Rowanto Luo

Just another blog. or log.

Playing with AWS Redshift - Sum of 1.2 billion rows took 8 seconds

One of the think which makes zanox. an exciting place to work at is because of the innovation time. We used to always have 20% of our work time to be innovation time, where we can learn new stuff which makes life a whole lot interesting. About a month before the writing of this, the format of the innovation time was changed, instead of doing whatever we want on friday, we need to make it transparent what we're learning, and the company will support them by giving you the required stuff. And that's when we got the idea with redshift.
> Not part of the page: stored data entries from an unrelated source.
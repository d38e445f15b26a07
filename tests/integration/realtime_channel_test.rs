//! The websocket channel against a local echo server

use std::time::Duration;

use serde_json::json;

use jobmarket_lib::{ChannelState, SessionChannel, WebSocketChannel};

use super::harness::{realtime_config, wait_for_state, EchoServer};

async fn next_message(
    inbound: &mut tokio::sync::broadcast::Receiver<jobmarket_lib::RealtimeMessage>,
) -> jobmarket_lib::RealtimeMessage {
    tokio::time::timeout(Duration::from_secs(5), inbound.recv())
        .await
        .expect("no message in time")
        .expect("inbound channel closed")
}

#[tokio::test]
async fn test_handshake_carries_bearer_and_messages_flow_both_ways() {
    let mut server = EchoServer::start().await;
    let channel = WebSocketChannel::new(&realtime_config(&server.url, 0));
    let mut states = channel.state_changes();
    let mut inbound = channel.subscribe();

    channel.connect("a1").await.unwrap();
    assert_eq!(server.next_handshake().await.as_deref(), Some("Bearer a1"));
    wait_for_state(&mut states, ChannelState::Connected).await;

    let welcome = next_message(&mut inbound).await;
    assert_eq!(welcome.event, "welcome");

    assert!(channel.emit("typing", json!({ "conversation_id": "c1" })).await);
    let echo = next_message(&mut inbound).await;
    assert_eq!(echo.event, "echo");
    assert_eq!(
        echo.data,
        json!({ "event": "typing", "data": { "conversation_id": "c1" } })
    );

    channel.disconnect().await;
    assert_eq!(channel.state(), ChannelState::Disconnected);
    channel.disconnect().await;
    assert_eq!(channel.state(), ChannelState::Disconnected);
    assert!(!channel.emit("typing", json!({})).await);
}

#[tokio::test]
async fn test_dropped_connection_reconnects_with_same_token() {
    let mut server = EchoServer::start().await;
    let channel = WebSocketChannel::new(&realtime_config(&server.url, 3));
    let mut states = channel.state_changes();

    channel.connect("a1").await.unwrap();
    assert_eq!(server.next_handshake().await.as_deref(), Some("Bearer a1"));
    wait_for_state(&mut states, ChannelState::Connected).await;

    server.drop_connections();
    wait_for_state(&mut states, ChannelState::Reconnecting).await;
    assert_eq!(server.next_handshake().await.as_deref(), Some("Bearer a1"));
    wait_for_state(&mut states, ChannelState::Connected).await;

    channel.disconnect().await;
}

#[tokio::test]
async fn test_gives_up_after_reconnect_attempts() {
    let mut server = EchoServer::start().await;
    let channel = WebSocketChannel::new(&realtime_config(&server.url, 2));
    let mut states = channel.state_changes();

    channel.connect("a1").await.unwrap();
    server.next_handshake().await;
    wait_for_state(&mut states, ChannelState::Connected).await;

    server.stop();
    wait_for_state(&mut states, ChannelState::Disconnected).await;
    assert!(!channel.emit("typing", json!({})).await);

    // Still safe to close after giving up
    channel.disconnect().await;
    assert_eq!(channel.state(), ChannelState::Disconnected);
}

#[tokio::test]
async fn test_reconnect_replaces_the_session() {
    let mut server = EchoServer::start().await;
    let channel = WebSocketChannel::new(&realtime_config(&server.url, 0));
    let mut states = channel.state_changes();

    channel.connect("a1").await.unwrap();
    assert_eq!(server.next_handshake().await.as_deref(), Some("Bearer a1"));
    wait_for_state(&mut states, ChannelState::Connected).await;

    channel.connect("b1").await.unwrap();
    assert_eq!(server.next_handshake().await.as_deref(), Some("Bearer b1"));
    wait_for_state(&mut states, ChannelState::Connected).await;

    channel.disconnect().await;
}

#[tokio::test]
async fn test_unreachable_server_ends_disconnected() {
    let server = EchoServer::start().await;
    let url = server.url.clone();
    server.stop();
    // Let the listener close
    tokio::time::sleep(Duration::from_millis(50)).await;

    let channel = WebSocketChannel::new(&realtime_config(&url, 1));
    let mut states = channel.state_changes();
    channel.connect("a1").await.unwrap();

    wait_for_state(&mut states, ChannelState::Disconnected).await;
}
//! Realtime session channel and its auth-driven lifecycle

pub mod channel;
pub mod supervisor;

pub use channel::{ChannelState, RealtimeMessage, SessionChannel, WebSocketChannel};
pub use supervisor::RealtimeSupervisor;
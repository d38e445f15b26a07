use serde_json::json;

use crate::api::types::{
    CustomerProfileEnvelope, MyProfile, ProviderProfileEnvelope, UpdateCustomerProfileInput,
    UpdateProviderProfileInput, UpdateUserInput, UserEnvelope,
};
use crate::error::ClientResult;
use crate::http::ApiClient;

/// Profile routes
#[derive(Clone)]
pub struct ProfilesApi {
    client: ApiClient,
}

impl ProfilesApi {
    pub fn new(client: ApiClient) -> Self {
        Self { client }
    }

    /// The signed-in user with whichever role profile they have
    pub async fn me(&self) -> ClientResult<MyProfile> {
        self.client.get("/profile/me").await
    }

    pub async fn provider(&self, user_id: &str) -> ClientResult<ProviderProfileEnvelope> {
        self.client
            .get(&format!("/profiles/provider/{}", user_id))
            .await
    }

    pub async fn update_user(&self, input: &UpdateUserInput) -> ClientResult<UserEnvelope> {
        self.client.patch("/profile/user", input).await
    }

    pub async fn update_customer(
        &self,
        input: &UpdateCustomerProfileInput,
    ) -> ClientResult<CustomerProfileEnvelope> {
        self.client.patch("/profile/customer", input).await
    }

    pub async fn update_provider(
        &self,
        input: &UpdateProviderProfileInput,
    ) -> ClientResult<ProviderProfileEnvelope> {
        self.client.patch("/profile/provider", input).await
    }

    pub async fn set_availability(&self, available: bool) -> ClientResult<ProviderProfileEnvelope> {
        self.client
            .post("/profile/provider/availability", &json!({ "available": available }))
            .await
    }
}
So what did we do? Basically, we just mimic the schema of one of our most important table, and generate data for it. Together with one of my college, we wrote a program which can generate csv data and upload it into S3 directly. Since reading/writing a file is slow and we don't want to fill the drive, the file will be generated in ram as batches and uploaded to AWS using multipart upload. So we created a simple application to do exactly that using Java 8 and the AWS Java SDK. We made it so that we can configure the size of each batch and how many batches will be created in parallel. In here I have to admit my knowledge about parallel execution is still not deep enough. We let the small application run in a EC2 c3.4xlarge instance, which has 16 cores and 30 GB RAM. And we let the java generator app to use 15 GB as heap, and run with 10 threads, each threads will create 500mb file in ram and upload it to AWS. And now here's the mystery, when we use 10 threads, the time it took for each thread to generate the 500mb byte array output stream is like ~7/8 times slower then when working on a single thread.
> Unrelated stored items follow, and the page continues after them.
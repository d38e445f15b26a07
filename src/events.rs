use serde::{Deserialize, Serialize};
use std::sync::Arc;
use tokio::sync::{broadcast, RwLock};
use tracing::{debug, info, trace};
use uuid::Uuid;

/// Default capacity for the notice channel
pub const NOTICE_BUS_CAPACITY: usize = 64;

/// Severity of a user-facing notice
#[derive(Debug, Clone, Copy, PartialEq, Eq, Serialize, Deserialize)]
#[serde(rename_all = "snake_case")]
pub enum NoticeLevel {
    Info,
    Success,
    Warning,
    Error,
}

/// A transient, user-facing message (rendered as a toast by the UI layer)
#[derive(Debug, Clone, Serialize, Deserialize)]
pub struct Notice {
    /// Unique notice ID
    pub id: Uuid,
    pub level: NoticeLevel,
    pub message: String,
    /// Timestamp when the notice was raised
    pub created_at: chrono::DateTime<chrono::Utc>,
}

impl Notice {
    /// Create a new notice
    pub fn new(level: NoticeLevel, message: impl Into<String>) -> Self {
        Self {
            id: Uuid::new_v4(),
            level,
            message: message.into(),
            created_at: chrono::Utc::now(),
        }
    }

    pub fn success(message: impl Into<String>) -> Self {
        Self::new(NoticeLevel::Success, message)
    }

    pub fn warning(message: impl Into<String>) -> Self {
        Self::new(NoticeLevel::Warning, message)
    }

    pub fn error(message: impl Into<String>) -> Self {
        Self::new(NoticeLevel::Error, message)
    }

    /// Refresh token rejected; user has been logged out
    pub fn session_expired() -> Self {
        Self::error("Session expired. Please log in again.")
    }

    /// The server throttled us
    pub fn rate_limited() -> Self {
        Self::warning("Too many requests. Please slow down.")
    }

    /// No response was received
    pub fn network_unavailable() -> Self {
        Self::error("Network error. Please check your connection.")
    }
}

/// Statistics about notice bus activity
#[derive(Debug, Clone, Default, Serialize, Deserialize)]
pub struct NoticeBusStats {
    /// Number of notices delivered to at least one subscriber
    pub notices_published: u64,
    /// Number of notices dropped (no subscribers)
    pub notices_dropped: u64,
}

/// Broadcast bus for user-facing notices
///
/// Publishing never fails: a notice raised while nobody is listening is
/// counted and dropped.
pub struct NoticeBus {
    /// The broadcast channel sender
    sender: broadcast::Sender<Notice>,
    /// Statistics about bus activity
    stats: Arc<RwLock<NoticeBusStats>>,
}

impl NoticeBus {
    /// Create a new notice bus with the specified capacity
    pub fn new(capacity: usize) -> Self {
        debug!(capacity, "Creating notice bus");
        let (sender, _) = broadcast::channel(capacity);
        Self {
            sender,
            stats: Arc::new(RwLock::new(NoticeBusStats::default())),
        }
    }

    /// Get a receiver to subscribe to notices
    pub fn subscribe(&self) -> broadcast::Receiver<Notice> {
        trace!("New subscriber registered to notice bus");
        self.sender.subscribe()
    }

    /// Publish a notice to all subscribers, returning how many received it
    pub async fn publish(&self, notice: Notice) -> usize {
        info!(level = ?notice.level, message = %notice.message, "Raising notice");

        match self.sender.send(notice) {
            Ok(receivers) => {
                self.stats.write().await.notices_published += 1;
                receivers
            }
            Err(_) => {
                // Only possible error is "no receivers"
                self.stats.write().await.notices_dropped += 1;
                trace!("No subscribers for notice, dropped");
                0
            }
        }
    }

    /// Get current notice bus statistics
    pub async fn get_stats(&self) -> NoticeBusStats {
        self.stats.read().await.clone()
    }

    /// Get the current number of subscribers
    pub fn subscriber_count(&self) -> usize {
        self.sender.receiver_count()
    }
}

impl Default for NoticeBus {
    fn default() -> Self {
        Self::new(NOTICE_BUS_CAPACITY)
    }
}

impl Clone for NoticeBus {
    fn clone(&self) -> Self {
        Self {
            sender: self.sender.clone(),
            stats: Arc::clone(&self.stats),
        }
    }
}

#[cfg(test)]
mod tests {
    use super::*;

    #[tokio::test]
    async fn test_publish_reaches_subscribers() {
        let bus = NoticeBus::default();
        let mut rx = bus.subscribe();

        let receivers = bus.publish(Notice::rate_limited()).await;
        assert_eq!(receivers, 1);

        let notice = rx.recv().await.unwrap();
        assert_eq!(notice.level, NoticeLevel::Warning);
        assert_eq!(notice.message, "Too many requests. Please slow down.");
        assert_eq!(bus.get_stats().await.notices_published, 1);
    }

    #[tokio::test]
    async fn test_publish_without_subscribers_is_counted() {
        let bus = NoticeBus::default();
        assert_eq!(bus.publish(Notice::network_unavailable()).await, 0);

        let stats = bus.get_stats().await;
        assert_eq!(stats.notices_published, 0);
        assert_eq!(stats.notices_dropped, 1);
    }
}
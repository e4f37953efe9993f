//! User-visible name to file-system name conversion.
//!
//! This is the UFO 3 naming algorithm: transliterate away characters that
//! file systems reject, tag every uppercase letter with a trailing `_` so
//! that names survive case-insensitive volumes, dodge reserved system
//! stems, and resolve any remaining collisions deterministically.

use std::collections::HashSet;

use crate::error::NormalizerError;

/// The per-name length limit imposed by common file systems.
pub const MAX_FILE_NAME_LENGTH: usize = 255;

/// Reserved stems, compared case-insensitively against each dot-separated
/// segment of a candidate name.
pub static RESERVED_FILE_NAMES: [&str; 13] = [
    "con", "prn", "aux", "clock$", "nul", "a:-z:", "com1", "lpt1", "lpt2", "lpt3", "com2", "com3",
    "com4",
];

/// Characters that must not appear in a file name.
pub fn is_illegal_character(c: char) -> bool {
    matches!(
        c,
        '"' | '*' | '+' | '/' | ':' | '<' | '>' | '?' | '[' | '\\' | ']' | '|'
    ) || (c as u32) < 0x20
        || c as u32 == 0x7F
}

/// Convert a user-visible name into a legal file name that does not
/// collide with anything in `existing`.
///
/// `existing` holds the lowercased forms of every name already taken in
/// the target directory; candidates are compared lowercased so that two
/// names differing only in case can never coexist.
pub fn user_name_to_file_name(
    user_name: &str,
    existing: &HashSet<String>,
    prefix: &str,
    suffix: &str,
) -> Result<String, NormalizerError> {
    let prefix_length = prefix.chars().count();
    let suffix_length = suffix.chars().count();
    // an initial period would hide the file; only a prefix saves it
    let name = if let Some(rest) = user_name.strip_prefix('.').filter(|_| prefix.is_empty()) {
        format!("_{}", rest)
    } else {
        user_name.to_string()
    };
    // transliterate
    let mut filtered = String::new();
    for c in name.chars() {
        if is_illegal_character(c) {
            filtered.push('_');
        } else if c.to_lowercase().to_string() != c.to_string() {
            filtered.push(c);
            filtered.push('_');
        } else {
            filtered.push(c);
        }
    }
    // clip to the length limit
    let slice_length = MAX_FILE_NAME_LENGTH.saturating_sub(prefix_length + suffix_length);
    let mut name: String = filtered.chars().take(slice_length).collect();
    // keep reserved stems out of the dot-separated segments
    name = name
        .split('.')
        .map(|part| {
            if RESERVED_FILE_NAMES.contains(&part.to_lowercase().as_str()) {
                format!("_{}", part)
            } else {
                part.to_string()
            }
        })
        .collect::<Vec<String>>()
        .join(".");
    let full_name = format!("{}{}{}", prefix, name, suffix);
    if existing.contains(&full_name.to_lowercase()) {
        return resolve_collision_by_counter(&name, existing, prefix, suffix);
    }
    Ok(full_name)
}

/// Collision fallback, tier 1: append a zero-padded 15-digit counter to
/// the (possibly further truncated) name.
fn resolve_collision_by_counter(
    user_name: &str,
    existing: &HashSet<String>,
    prefix: &str,
    suffix: &str,
) -> Result<String, NormalizerError> {
    const COUNTER_WIDTH: usize = 15;
    const MAX_COUNTER: u64 = 999_999_999_999_999;
    let prefix_length = prefix.chars().count();
    let suffix_length = suffix.chars().count();
    let mut name = user_name.to_string();
    let total = prefix_length + name.chars().count() + suffix_length + COUNTER_WIDTH;
    if total > MAX_FILE_NAME_LENGTH {
        let keep = MAX_FILE_NAME_LENGTH.saturating_sub(prefix_length + suffix_length + COUNTER_WIDTH);
        name = name.chars().take(keep).collect();
    }
    let mut counter: u64 = 1;
    loop {
        let full_name = format!("{}{}{:015}{}", prefix, name, counter, suffix);
        if !existing.contains(&full_name.to_lowercase()) {
            return Ok(full_name);
        }
        counter += 1;
        if counter >= MAX_COUNTER {
            break;
        }
    }
    resolve_collision_by_sequence(user_name, existing, prefix, suffix)
}

/// Collision fallback, tier 2: abandon the name and search bare integers.
/// Exhausting the numeric capacity of the remaining width is an error.
fn resolve_collision_by_sequence(
    user_name: &str,
    existing: &HashSet<String>,
    prefix: &str,
    suffix: &str,
) -> Result<String, NormalizerError> {
    let max_length =
        MAX_FILE_NAME_LENGTH.saturating_sub(prefix.chars().count() + suffix.chars().count());
    let max_value: u128 = if max_length >= 39 {
        // 10^39 - 1 would overflow; the search can never get there anyway
        u128::MAX
    } else {
        10u128.pow(max_length as u32) - 1
    };
    let mut counter: u128 = 1;
    while counter < max_value {
        let full_name = format!("{}{}{}", prefix, counter, suffix);
        if !existing.contains(&full_name.to_lowercase()) {
            return Ok(full_name);
        }
        counter += 1;
    }
    Err(NormalizerError::NameTranslation {
        name: user_name.to_string(),
    })
}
We parallelized thinking we want to use the idle resource, but it got slower instead. We're not using the harddrive, it's all in ram, and we have enough cpu, but it didn't work somehow. After a little tweaking, we found out that if we use about ~3 threads, then it will retain the original single threaded speed, so something was wrong there, and we don't know why. Since it's not our main job to generate the data in the innovation time, we put the mystery aside for a while, and reduced the instance size to c3.2xlarge with 8 cores and 15 GB RAM because all those extra resources cpu and ram can't used anyway. Using 3 threads and 10GB heap for the application, it took 12 hours to generate 1TB data dynamically and upload it to AWS using the multi post upload.
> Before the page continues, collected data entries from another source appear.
// ------
// Layers
// ------

/// Rename layer directories to follow the user-name-to-file-name
/// convention, and rewrite layercontents.plist to match. Returns the
/// layer-name → directory mapping.
fn normalize_glyphs_directory_names(
    ufo_path: &Path,
) -> Result<IndexMap<String, String>, NormalizerError> {
    let layer_contents_path = ufo_path.join("layercontents.plist");
    if !layer_contents_path.exists() {
        return Ok(IndexMap::new());
    }
    let old_mapping = read_layer_contents(ufo_path)?;
    if old_mapping.is_empty() {
        return Ok(IndexMap::new());
    }
    let mut new_mapping: IndexMap<String, String> = IndexMap::new();
    let mut new_directories: HashSet<String> = HashSet::new();
    for (layer_name, old_directory) in &old_mapping {
        let new_directory = if old_directory == "glyphs" {
            "glyphs".to_string()
        } else {
            user_name_to_file_name(layer_name, &new_directories, "glyphs.", "")?
        };
        new_directories.insert(new_directory.to_lowercase());
        new_mapping.insert(layer_name.clone(), new_directory);
    }
    // an old directory may carry another entry's new name, so move
    // everything through unique temporary names first
    let mut from_temp: Vec<(String, String)> = Vec::new();
    for (index, (layer_name, new_directory)) in new_mapping.iter().enumerate() {
        let Some(old_directory) = old_mapping.get(layer_name) else {
            continue;
        };
        if old_directory == new_directory {
            continue;
        }
        let temp_directory = format!("{}{}", TEMP_NAME_PREFIX, index);
        log::debug!(
            "Renaming layer directory {:?} to {:?}",
            old_directory,
            new_directory
        );
        std::fs::rename(ufo_path.join(old_directory), ufo_path.join(&temp_directory))?;
        from_temp.push((temp_directory, new_directory.clone()));
    }
    for (temp_directory, new_directory) in from_temp {
        std::fs::rename(ufo_path.join(&temp_directory), ufo_path.join(&new_directory))?;
    }
    let value = Value::Array(
        new_mapping
            .iter()
            .map(|(name, directory)| {
                Value::Array(vec![
                    Value::String(name.clone()),
                    Value::String(directory.clone()),
                ])
            })
            .collect(),
    );
    write_file_if_changed(&layer_contents_path, &normalize_property_list(&value))?;
    Ok(new_mapping)
}

fn read_layer_contents(ufo_path: &Path) -> Result<IndexMap<String, String>, NormalizerError> {
    let malformed = || NormalizerError::MalformedLayerContents {
        path: ufo_path.to_path_buf(),
    };
    let contents = read_plist(&ufo_path.join("layercontents.plist"))?;
    let entries = contents.as_array().ok_or_else(malformed)?;
    let mut mapping = IndexMap::new();
    for entry in entries {
        let pair = entry.as_array().ok_or_else(malformed)?;
        if pair.len() != 2 {
            return Err(malformed());
        }
        let (Some(name), Some(directory)) = (
            pair.first().and_then(Value::as_str),
            pair.get(1).and_then(Value::as_str),
        ) else {
            return Err(malformed());
        };
        mapping.insert(name.to_string(), directory.to_string());
    }
    Ok(mapping)
}

// ------
// Glyphs
// ------

fn normalize_ufo1_and2_glyphs_directory(
    ufo_path: &Path,
    mod_times: &mut ModTimes,
) -> Result<(), NormalizerError> {
    let glyph_mapping = normalize_glyph_names(ufo_path, "glyphs")?;
    let mut file_names: Vec<&String> = glyph_mapping.values().collect();
    file_names.sort();
    for file_name in file_names {
        let location = format!("glyphs/{}", file_name);
        let path = ufo_path.join("glyphs").join(file_name);
        if mod_times.needs_refresh(&location, &path) {
            normalize_glif_file(ufo_path, "glyphs", file_name)?;
            mod_times.record(&location, &path);
        }
    }
    Ok(())
}

/// Normalize one layer directory and return the set of image files its
/// glyphs reference.
fn normalize_glyphs_directory(
    ufo_path: &Path,
    layer_directory: &str,
    only_modified: bool,
) -> Result<BTreeSet<String>, NormalizerError> {
    let layer_path = ufo_path.join(layer_directory);
    if !layer_path.is_dir() {
        log::warn!("Layer directory {:?} is missing; skipping", layer_directory);
        return Ok(BTreeSet::new());
    }
    let layer_info_path = layer_path.join("layerinfo.plist");
    let mut layer_info: BTreeMap<String, Value> = if layer_info_path.exists() {
        read_plist(&layer_info_path)?
            .as_dict()
            .cloned()
            .ok_or_else(|| {
                NormalizerError::Plist("layerinfo.plist is not a dictionary".to_string())
            })?
    } else {
        BTreeMap::new()
    };
    let mut layer_lib: BTreeMap<String, Value> = layer_info
        .get("lib")
        .and_then(Value::as_dict)
        .cloned()
        .unwrap_or_default();
    let mut only_modified = only_modified;
    let mut image_references: IndexMap<String, String> = IndexMap::new();
    if only_modified {
        match cache::read_image_references(&layer_lib) {
            Some(stored) => image_references = stored,
            // without a reference record we do not know what points at
            // what, so everything must be checked
            None => only_modified = false,
        }
    }
    let mut mod_times = if only_modified {
        ModTimes::read(&layer_lib)
    } else {
        ModTimes::default()
    };
    let glyph_mapping = normalize_glyph_names(ufo_path, layer_directory)?;
    for file_name in glyph_mapping.values() {
        let path = ufo_path.join(layer_directory).join(file_name);
        if mod_times.needs_refresh(file_name, &path) {
            match normalize_glif_file(ufo_path, layer_directory, file_name)? {
                Some(image) => {
                    image_references.insert(file_name.clone(), image);
                }
                None => {
                    image_references.shift_remove(file_name);
                }
            }
            mod_times.record(file_name, &path);
        }
    }
    mod_times.store(&mut layer_lib);
    cache::store_image_references(&mut layer_lib, &image_references);
    layer_info.insert("lib".to_string(), Value::Dict(layer_lib));
    let mut layer_info_value = Value::Dict(layer_info);
    normalize_layerinfo_color(&mut layer_info_value);
    write_file_if_changed(
        &layer_info_path,
        &normalize_property_list(&layer_info_value),
    )?;
    Ok(image_references.values().cloned().collect())
}

/// Rename GLIF files to follow the user-name-to-file-name convention and
/// rewrite contents.plist to match. Returns the glyph-name → file-name
/// mapping in sorted glyph-name order.
fn normalize_glyph_names(
    ufo_path: &Path,
    layer_directory: &str,
) -> Result<IndexMap<SmolStr, String>, NormalizerError> {
    let contents_path = ufo_path.join(layer_directory).join("contents.plist");
    if !contents_path.exists() {
        return Ok(IndexMap::new());
    }
    let contents = read_plist(&contents_path)?;
    let Some(old_mapping) = contents.as_dict() else {
        return Err(NormalizerError::Plist(
            "contents.plist is not a dictionary".to_string(),
        ));
    };
    let mut new_mapping: IndexMap<SmolStr, String> = IndexMap::new();
    let mut new_file_names: HashSet<String> = HashSet::new();
    for (glyph_name, old_file) in old_mapping {
        if old_file.as_str().is_none() {
            log::warn!(
                "Dropping contents.plist entry for {:?}: file name is not a string",
                glyph_name
            );
            continue;
        }
        let new_file = user_name_to_file_name(glyph_name, &new_file_names, "", ".glif")?;
        new_file_names.insert(new_file.to_lowercase());
        new_mapping.insert(SmolStr::from(glyph_name.as_str()), new_file);
    }
    // two-phase rename, as for layer directories
    let mut from_temp: Vec<(String, String)> = Vec::new();
    for (index, (glyph_name, new_file)) in new_mapping.iter().enumerate() {
        let Some(old_file) = old_mapping.get(glyph_name.as_str()).and_then(Value::as_str) else {
            continue;
        };
        if old_file == new_file {
            continue;
        }
        let temp_file = format!("{}{}", TEMP_NAME_PREFIX, index);
        log::debug!("Renaming glyph file {:?} to {:?}", old_file, new_file);
        std::fs::rename(
            ufo_path.join(layer_directory).join(old_file),
            ufo_path.join(layer_directory).join(&temp_file),
        )?;
        from_temp.push((temp_file, new_file.clone()));
    }
    for (temp_file, new_file) in from_temp {
        std::fs::rename(
            ufo_path.join(layer_directory).join(&temp_file),
            ufo_path.join(layer_directory).join(&new_file),
        )?;
    }
    let contents_value = Value::Dict(
        new_mapping
            .iter()
            .map(|(name, file)| (name.to_string(), Value::String(file.clone())))
            .collect(),
    );
    write_file_if_changed(&contents_path, &normalize_property_list(&contents_value))?;
    Ok(new_mapping)
}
And we were past the biggest hurdle, which is getting the data there. Now we just need to create the schema and use the Redshift copy command to take the data from AWS. The process was pretty straightforward, we used the userId as the distribution key, and added a few other sort keys which make sense. It took 20 hours for the copy command to import the 1TB data from S3 to the cluster. We used 10 nodes of dw2.large. Each node has 0.16TB SSD storage, 15GB ram, 2 cpu with a total of 7 EC2 compute unit.

We have about 15 columns, and I made a request to select on all records, sum on 2 columns, avg on 1 column, and the count column. All grouped by the user id. It took 8 seconds.. It took 8 seconds! I was a little bit taken aback that it can aggregate 1TB data in 8 seconds. Then we made a count of all the records, there're 1.2 billion entries in there. It was a little bit of a letdown for me, because I didn't know that 1TB will amount to 1.2 billion entries. My expectation was a few times more, 1.2 billion entries doesn't really sound like big data. Some company I read about generate 30 billion rows a week (although not necessarily in the same table).

I am not a DBA, and I don't know what's the usual number of entries in a very big table. But given the spec of the Redshift instance, deep in my heart, I think elastic search aggregation will also be able to perform this feat. Imagine 10 nodes of the same spec with elastic search. Even more interesting, can we also query at the same speed if we use 10 sharded and tuned mysql, mssql, or postgresql? Man, this stuff is interesting.

Don't get me wrong, I'm not dissatisfied with redshift. I am sure Redshift is very fast, the letdown is I don't feel like we reached the limit of redshift yet. I really want to push it and break it. Only when I see the real limit of redshift I can be satisfied. So the quest still have to continue..

p.s. If I update this post, then I will give a more specific spec of the result.